Stilgar elevó el globo y la miró directamente a los ojos.

—Es mucho más que un tesoro. Tenemos millares de escondrijos como éste. Sólo muy pocos de entre nosotros los conocen todos. —Inclinó la cabeza hacia un lado. El globo acentuó las amarillas sombras en su rostro y barba—. ¿Oyes esto?

Escucharon.

El gotear del agua precipitada por la trampa de viento llenaba la vasta sala con su presencia. Jessica vio reflejado el éxtasis en los rostros del inmóvil y fascinado grupo. Sólo Paul parecía estar distante de aquella sensación de maravilla.

Para Paul, el sonido de cada gota era un momento que moría. Sentía el tiempo fluir a su través, en instantes que no podían ser recapturados. Sintió la necesidad de una decisión, pero no tenía la fuerza necesaria para moverse.

—Nuestras necesidades han sido calculadas con precisión —dijo Stilgar—. Cuando hayamos alcanzado la cantidad requerida, podremos cambiar el rostro de Arrakis.

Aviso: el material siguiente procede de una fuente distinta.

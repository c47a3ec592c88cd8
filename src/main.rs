mod cli;
mod commands;
mod config;
mod controls;
mod inputs;
mod paths;
mod snapshot;
mod ui;

use anyhow::Result;
use clap::{CommandFactory, Parser};
use clap_complete::generate;
use cli::{Cli, Command};
use std::io;

/// Global context for the application
pub struct Context {
    pub verbose: u8,
    pub quiet: bool,
}

fn main() -> Result<()> {
    let cli = Cli::parse();

    // Initialize logging based on verbosity
    let log_level = match cli.verbose {
        0 => log::LevelFilter::Warn,
        1 => log::LevelFilter::Info,
        2 => log::LevelFilter::Debug,
        _ => log::LevelFilter::Trace,
    };

    env_logger::Builder::new()
        .filter_level(if cli.quiet {
            log::LevelFilter::Error
        } else {
            log_level
        })
        .format_timestamp(None)
        .init();

    let ctx = Context {
        verbose: cli.verbose,
        quiet: cli.quiet,
    };

    match cli.command {
        Command::Check(args) => commands::check::run(&ctx, args),
        Command::Controls { profile } => commands::controls::run(&ctx, profile),
        Command::Completions { shell } => {
            generate(shell, &mut Cli::command(), "gke-conform", &mut io::stdout());
            Ok(())
        }
    }
}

Un murmullo de respuesta surgió de todo el grupo:

Bi-lal kaifa.

—Atraparemos a las dunas bajo plantaciones de hierba —dijo Stilgar, y su voz sonó más fuerte—. Mantendremos el agua en el suelo con árboles y raíces.

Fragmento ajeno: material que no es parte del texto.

use crate::controls::Profile;
use clap::{Parser, Subcommand, ValueEnum};
use clap_complete::Shell;
use std::path::PathBuf;

#[derive(Parser)]
#[command(name = "gke-conform")]
#[command(version)]
#[command(about = "Check a deployed GKE cluster against its declared outputs", long_about = None)]
#[command(propagate_version = true)]
pub struct Cli {
    /// Verbosity level
    #[arg(short, long, action = clap::ArgAction::Count, global = true)]
    pub verbose: u8,

    /// Suppress non-essential output
    #[arg(short, long, global = true)]
    pub quiet: bool,

    #[command(subcommand)]
    pub command: Command,
}

#[derive(Subcommand)]
pub enum Command {
    /// Evaluate controls against an observation snapshot
    Check(CheckArgs),

    /// List the controls in a profile
    Controls {
        /// Profile to list
        #[arg(short, long, value_enum, default_value_t = Profile::All)]
        profile: Profile,
    },

    /// Generate shell completions
    Completions {
        /// Shell to generate completions for
        #[arg(value_enum)]
        shell: Shell,
    },
}

#[derive(Parser)]
pub struct CheckArgs {
    /// Declared outputs (JSON object or `terraform output -json`)
    #[arg(short, long, env = "GKE_CONFORM_DECLARATION")]
    pub declaration: PathBuf,

    /// Observed resource snapshot (JSON)
    #[arg(short, long, env = "GKE_CONFORM_OBSERVATIONS")]
    pub observations: PathBuf,

    /// Profile to run
    #[arg(short, long, value_enum, default_value_t = Profile::All)]
    pub profile: Profile,

    /// Only run these controls (comma-separated ids)
    #[arg(short, long, value_delimiter = ',')]
    pub controls: Option<Vec<String>>,

    /// Fail when a control with at least this impact fails
    #[arg(short, long)]
    pub threshold: Option<f64>,

    /// Number of controls evaluated in parallel
    #[arg(short, long)]
    pub jobs: Option<usize>,

    /// Per-call observation timeout in seconds
    #[arg(long)]
    pub timeout: Option<u64>,

    /// Settings file (defaults to the config directory)
    #[arg(long)]
    pub config: Option<PathBuf>,

    /// Output format
    #[arg(short, long, value_enum, default_value_t = OutputFormat::Text)]
    pub format: OutputFormat,
}

#[derive(Debug, Clone, Copy, PartialEq, Eq, ValueEnum)]
pub enum OutputFormat {
    Text,
    Json,
}

#[cfg(test)]
mod tests {
    use super::*;
    use clap::CommandFactory;

    #[test]
    fn test_cli_is_consistent() {
        Cli::command().debug_assert();
    }

    #[test]
    fn test_parse_check() {
        let cli = Cli::parse_from([
            "gke-conform",
            "-vv",
            "check",
            "--declaration",
            "outputs.json",
            "--observations",
            "observed.json",
            "--profile",
            "sa",
            "--controls",
            "project,gcr_role",
            "--threshold",
            "1.0",
            "--format",
            "json",
        ]);
        assert_eq!(cli.verbose, 2);
        let Command::Check(args) = cli.command else {
            panic!("expected check");
        };
        assert_eq!(args.profile, Profile::Sa);
        assert_eq!(
            args.controls.as_deref(),
            Some(&["project".to_string(), "gcr_role".to_string()][..])
        );
        assert_eq!(args.threshold, Some(1.0));
        assert_eq!(args.format, OutputFormat::Json);
        assert!(args.jobs.is_none());
    }

    #[test]
    fn test_controls_default_profile() {
        let cli = Cli::parse_from(["gke-conform", "controls"]);
        assert!(matches!(
            cli.command,
            Command::Controls {
                profile: Profile::All
            }
        ));
    }
}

Bi-lal kaifa —entonaron los demás.

—Cada año, los hielos polares se retraen —dijo Stilgar.

Bi-lal kaifa —cantaron.

—Convertiremos Arrakis en un hogar… con lentes derretidoras en los polos, con lagos en las zonas templadas, y solamente el alto desierto para el hacedor y su especia.

Bi-lal kaifa.

—Y ningún hombre tendrá en el futuro necesidad de agua. Podrá tomarla de los pozos, de los lagos y de los canales. Correrá libremente a lo largo de los qanats para alimentar nuestras plantas. Estará allí para que cualquiera pueda tomarla. Será de todo el mundo, bastará que uno tan sólo ponga su mano.

Bi-lal kaifa.

Jessica captó el ritual religioso en aquellas palabras, notó su propia instintiva respuesta reverencial. Han hecho una alianza con el futuro, pensó. Tienen su montaña que escalar. Es el sueño científico… y ese pueblo sencillo, esos campesinos, se han embebido de él.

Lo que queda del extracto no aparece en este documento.